• **Supplied material**:
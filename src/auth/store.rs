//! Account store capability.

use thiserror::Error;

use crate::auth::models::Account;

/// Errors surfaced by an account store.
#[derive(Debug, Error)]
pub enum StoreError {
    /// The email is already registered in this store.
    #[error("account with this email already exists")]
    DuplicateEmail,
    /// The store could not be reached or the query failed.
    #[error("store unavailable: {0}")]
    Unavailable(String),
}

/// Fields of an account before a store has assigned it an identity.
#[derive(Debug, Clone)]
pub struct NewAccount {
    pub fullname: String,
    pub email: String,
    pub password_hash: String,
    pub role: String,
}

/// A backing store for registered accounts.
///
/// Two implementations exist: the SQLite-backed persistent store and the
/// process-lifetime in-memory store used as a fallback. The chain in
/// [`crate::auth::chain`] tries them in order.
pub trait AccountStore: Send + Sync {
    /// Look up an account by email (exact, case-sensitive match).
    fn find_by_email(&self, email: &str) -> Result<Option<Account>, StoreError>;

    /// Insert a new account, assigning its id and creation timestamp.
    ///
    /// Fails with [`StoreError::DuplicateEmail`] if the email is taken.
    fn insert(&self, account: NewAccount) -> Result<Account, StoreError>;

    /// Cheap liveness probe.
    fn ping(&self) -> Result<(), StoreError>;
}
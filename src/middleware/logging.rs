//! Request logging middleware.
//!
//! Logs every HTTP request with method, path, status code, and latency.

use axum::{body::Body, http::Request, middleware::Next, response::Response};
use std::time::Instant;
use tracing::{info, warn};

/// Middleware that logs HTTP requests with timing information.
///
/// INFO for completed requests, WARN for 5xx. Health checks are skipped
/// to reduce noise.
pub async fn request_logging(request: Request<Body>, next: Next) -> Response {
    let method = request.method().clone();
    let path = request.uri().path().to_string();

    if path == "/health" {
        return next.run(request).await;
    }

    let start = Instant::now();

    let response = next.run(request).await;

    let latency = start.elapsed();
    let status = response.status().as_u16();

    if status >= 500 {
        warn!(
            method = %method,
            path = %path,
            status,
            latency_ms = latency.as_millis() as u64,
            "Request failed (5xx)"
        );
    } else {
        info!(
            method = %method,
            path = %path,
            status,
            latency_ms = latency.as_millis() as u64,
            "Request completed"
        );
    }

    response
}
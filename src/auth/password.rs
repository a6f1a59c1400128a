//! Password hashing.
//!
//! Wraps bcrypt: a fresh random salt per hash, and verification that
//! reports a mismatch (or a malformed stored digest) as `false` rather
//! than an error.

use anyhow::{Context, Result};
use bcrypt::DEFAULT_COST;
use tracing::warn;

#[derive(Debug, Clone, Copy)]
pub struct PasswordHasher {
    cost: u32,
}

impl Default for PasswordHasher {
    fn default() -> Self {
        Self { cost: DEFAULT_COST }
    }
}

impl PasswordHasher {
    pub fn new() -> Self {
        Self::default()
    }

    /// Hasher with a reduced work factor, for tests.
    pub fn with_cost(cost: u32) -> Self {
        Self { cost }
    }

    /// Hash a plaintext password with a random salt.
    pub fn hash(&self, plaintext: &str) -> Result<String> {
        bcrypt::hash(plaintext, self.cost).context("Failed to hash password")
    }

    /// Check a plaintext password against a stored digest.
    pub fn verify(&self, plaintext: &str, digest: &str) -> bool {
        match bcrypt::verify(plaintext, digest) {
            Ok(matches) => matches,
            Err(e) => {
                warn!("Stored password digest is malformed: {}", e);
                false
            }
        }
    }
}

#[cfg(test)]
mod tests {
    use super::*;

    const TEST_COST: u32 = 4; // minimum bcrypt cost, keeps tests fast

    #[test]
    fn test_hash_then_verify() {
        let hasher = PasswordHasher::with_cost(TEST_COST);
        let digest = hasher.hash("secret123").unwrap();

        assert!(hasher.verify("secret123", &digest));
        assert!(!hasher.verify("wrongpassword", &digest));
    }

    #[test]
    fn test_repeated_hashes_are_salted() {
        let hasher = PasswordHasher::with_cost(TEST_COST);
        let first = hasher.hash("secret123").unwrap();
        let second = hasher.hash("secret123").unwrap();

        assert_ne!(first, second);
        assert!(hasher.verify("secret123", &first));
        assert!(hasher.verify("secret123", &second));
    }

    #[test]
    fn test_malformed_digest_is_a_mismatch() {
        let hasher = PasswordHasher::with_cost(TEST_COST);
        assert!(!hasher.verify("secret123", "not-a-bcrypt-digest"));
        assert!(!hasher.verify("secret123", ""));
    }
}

• **Action item**:
Please give back only the lines between the first line of the entries and the line with "let method = request.method().clone();", both ends included, word for word.

• **Response to this task**:
filename src/auth/store.rs
//! Account store capability.

use thiserror::Error;

use crate::auth::models::Account;

/// Errors surfaced by an account store.
#[derive(Debug, Error)]
pub enum StoreError {
    /// The email is already registered in this store.
    #[error("account with this email already exists")]
    DuplicateEmail,
    /// The store could not be reached or the query failed.
    #[error("store unavailable: {0}")]
    Unavailable(String),
}

/// Fields of an account before a store has assigned it an identity.
#[derive(Debug, Clone)]
pub struct NewAccount {
    pub fullname: String,
    pub email: String,
    pub password_hash: String,
    pub role: String,
}

/// A backing store for registered accounts.
///
/// Two implementations exist: the SQLite-backed persistent store and the
/// process-lifetime in-memory store used as a fallback. The chain in
/// [`crate::auth::chain`] tries them in order.
pub trait AccountStore: Send + Sync {
    /// Look up an account by email (exact, case-sensitive match).
    fn find_by_email(&self, email: &str) -> Result<Option<Account>, StoreError>;

    /// Insert a new account, assigning its id and creation timestamp.
    ///
    /// Fails with [`StoreError::DuplicateEmail`] if the email is taken.
    fn insert(&self, account: NewAccount) -> Result<Account, StoreError>;

    /// Cheap liveness probe.
    fn ping(&self) -> Result<(), StoreError>;
}
filename src/middleware/logging.rs
//! Request logging middleware.
//!
//! Logs every HTTP request with method, path, status code, and latency.

use axum::{body::Body, http::Request, middleware::Next, response::Response};
use std::time::Instant;
use tracing::{info, warn};

/// Middleware that logs HTTP requests with timing information.
///
/// INFO for completed requests, WARN for 5xx. Health checks are skipped
/// to reduce noise.
pub async fn request_logging(request: Request<Body>, next: Next) -> Response {
    let method = request.method().clone();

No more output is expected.